==== Input data
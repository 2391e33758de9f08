//! Type coercion of raw source cells into canonical values.
//!
//! Coercion never fails: a cell that cannot be read as the target type
//! becomes null.

use chrono::{DateTime, NaiveDateTime};
use serde_json::Value as JsonValue;

use crate::{
    canonical::FieldType,
    data::{Value, parse_naive_date, parse_naive_datetime},
    mapping::ValueTransform,
    source::Row,
};

const CURRENCY_PREFIXES: &[char] = &['$', '€', '£', '¥', '₹'];

pub fn coerce(raw: &JsonValue, field_type: FieldType, transform: Option<ValueTransform>) -> Option<Value> {
    if is_blank(raw) {
        return None;
    }
    match transform {
        Some(ValueTransform::Lookup(entries)) => {
            let code = render_text(raw)?;
            let label = entries
                .iter()
                .find(|(key, _)| key.eq_ignore_ascii_case(code.trim()))
                .map(|(_, label)| label.to_string())
                .unwrap_or(code);
            coerce_plain(&JsonValue::String(label), field_type)
        }
        Some(ValueTransform::MicrosToUnits) => scaled(raw, field_type, 1_000_000.0),
        Some(ValueTransform::CentsToUnits) => scaled(raw, field_type, 100.0),
        Some(ValueTransform::EpochSeconds) => {
            epoch(raw, field_type, 1).or_else(|| coerce_plain(raw, field_type))
        }
        Some(ValueTransform::EpochMillis) => {
            epoch(raw, field_type, 1000).or_else(|| coerce_plain(raw, field_type))
        }
        None => coerce_plain(raw, field_type),
    }
}

/// Coerces one source column across every row. Returns the values and the
/// number of non-blank cells that could not be coerced.
pub fn coerce_column(
    rows: &[Row],
    column: &str,
    field_type: FieldType,
    transform: Option<ValueTransform>,
) -> (Vec<Option<Value>>, usize) {
    let mut rejected = 0usize;
    let values = rows
        .iter()
        .map(|row| {
            let raw = row.get(column).unwrap_or(&JsonValue::Null);
            let value = coerce(raw, field_type, transform);
            if value.is_none() && !is_blank(raw) {
                rejected += 1;
            }
            value
        })
        .collect();
    (values, rejected)
}

fn coerce_plain(raw: &JsonValue, field_type: FieldType) -> Option<Value> {
    match field_type {
        FieldType::Identifier => render_identifier(raw).map(Value::String),
        FieldType::Text => render_text(raw)
            .filter(|text| !text.trim().is_empty())
            .map(Value::String),
        FieldType::Count => parse_number(raw).map(count_value),
        FieldType::Money | FieldType::Numeric => parse_number(raw).map(Value::Float),
        FieldType::Date => match raw {
            JsonValue::String(s) => parse_naive_date(s)
                .or_else(|_| parse_naive_datetime(s).map(|dt| dt.date()))
                .ok()
                .map(Value::Date),
            _ => None,
        },
        FieldType::DateTime => match raw {
            JsonValue::String(s) => parse_naive_datetime(s).ok().map(Value::DateTime),
            _ => None,
        },
    }
}

fn scaled(raw: &JsonValue, field_type: FieldType, divisor: f64) -> Option<Value> {
    let units = parse_number(raw)? / divisor;
    match field_type {
        FieldType::Count => Some(count_value(units)),
        FieldType::Money | FieldType::Numeric => Some(Value::Float(units)),
        _ => coerce_plain(raw, field_type),
    }
}

fn epoch(raw: &JsonValue, field_type: FieldType, per_second: i64) -> Option<Value> {
    let number = parse_number(raw)?;
    if number.fract() != 0.0 && per_second != 1 {
        return None;
    }
    let (seconds, nanos) = if per_second == 1 {
        let whole = number.trunc();
        (whole as i64, ((number - whole) * 1e9).round() as u32)
    } else {
        let millis = number as i64;
        (
            millis.div_euclid(per_second),
            (millis.rem_euclid(per_second) * 1_000_000) as u32,
        )
    };
    let timestamp: NaiveDateTime = DateTime::from_timestamp(seconds, nanos)?.naive_utc();
    match field_type {
        FieldType::Date => Some(Value::Date(timestamp.date())),
        FieldType::DateTime => Some(Value::DateTime(timestamp)),
        _ => coerce_plain(raw, field_type),
    }
}

fn count_value(number: f64) -> Value {
    if number.fract() == 0.0 && number.abs() < i64::MAX as f64 {
        Value::Integer(number as i64)
    } else {
        Value::Float(number)
    }
}

fn is_blank(raw: &JsonValue) -> bool {
    match raw {
        JsonValue::Null => true,
        JsonValue::String(s) => s.trim().is_empty(),
        _ => false,
    }
}

/// Numbers, or numeric strings with optional thousands separators and a
/// leading currency symbol. Non-finite results are rejected.
pub fn parse_number(raw: &JsonValue) -> Option<f64> {
    let number = match raw {
        JsonValue::Number(n) => n.as_f64()?,
        JsonValue::String(s) => {
            let trimmed = s.trim();
            let (negative, unsigned) = match trimmed.strip_prefix('-') {
                Some(rest) => (true, rest.trim_start()),
                None => (false, trimmed),
            };
            let digits = unsigned
                .trim_start_matches(CURRENCY_PREFIXES)
                .trim()
                .replace(',', "");
            if digits.is_empty() {
                return None;
            }
            let parsed = digits.parse::<f64>().ok()?;
            if negative { -parsed } else { parsed }
        }
        _ => return None,
    };
    number.is_finite().then_some(number)
}

fn render_identifier(raw: &JsonValue) -> Option<String> {
    match raw {
        JsonValue::String(s) => Some(s.trim().to_string()).filter(|s| !s.is_empty()),
        JsonValue::Number(n) => Some(match (n.as_i64(), n.as_u64(), n.as_f64()) {
            (Some(i), _, _) => i.to_string(),
            (None, Some(u), _) => u.to_string(),
            (None, None, Some(f)) if f.fract() == 0.0 && f.abs() < 9_007_199_254_740_992.0 => {
                (f as i64).to_string()
            }
            _ => n.to_string(),
        }),
        JsonValue::Bool(b) => Some(b.to_string()),
        JsonValue::Null => None,
        other => Some(other.to_string()),
    }
}

fn render_text(raw: &JsonValue) -> Option<String> {
    match raw {
        JsonValue::String(s) => Some(s.clone()),
        JsonValue::Null => None,
        JsonValue::Number(_) => render_identifier(raw),
        other => Some(other.to_string()),
    }
}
========
Each line above that contains the string "ValueTransform" should be identified and copied.

Solved problem:
    mapping::ValueTransform,
pub fn coerce(raw: &JsonValue, field_type: FieldType, transform: Option<ValueTransform>) -> Option<Value> {
        Some(ValueTransform::Lookup(entries)) => {
        Some(ValueTransform::MicrosToUnits) => scaled(raw, field_type, 1_000_000.0),
        Some(ValueTransform::CentsToUnits) => scaled(raw, field_type, 100.0),
        Some(ValueTransform::EpochSeconds) => {
        Some(ValueTransform::EpochMillis) => {
    transform: Option<ValueTransform>,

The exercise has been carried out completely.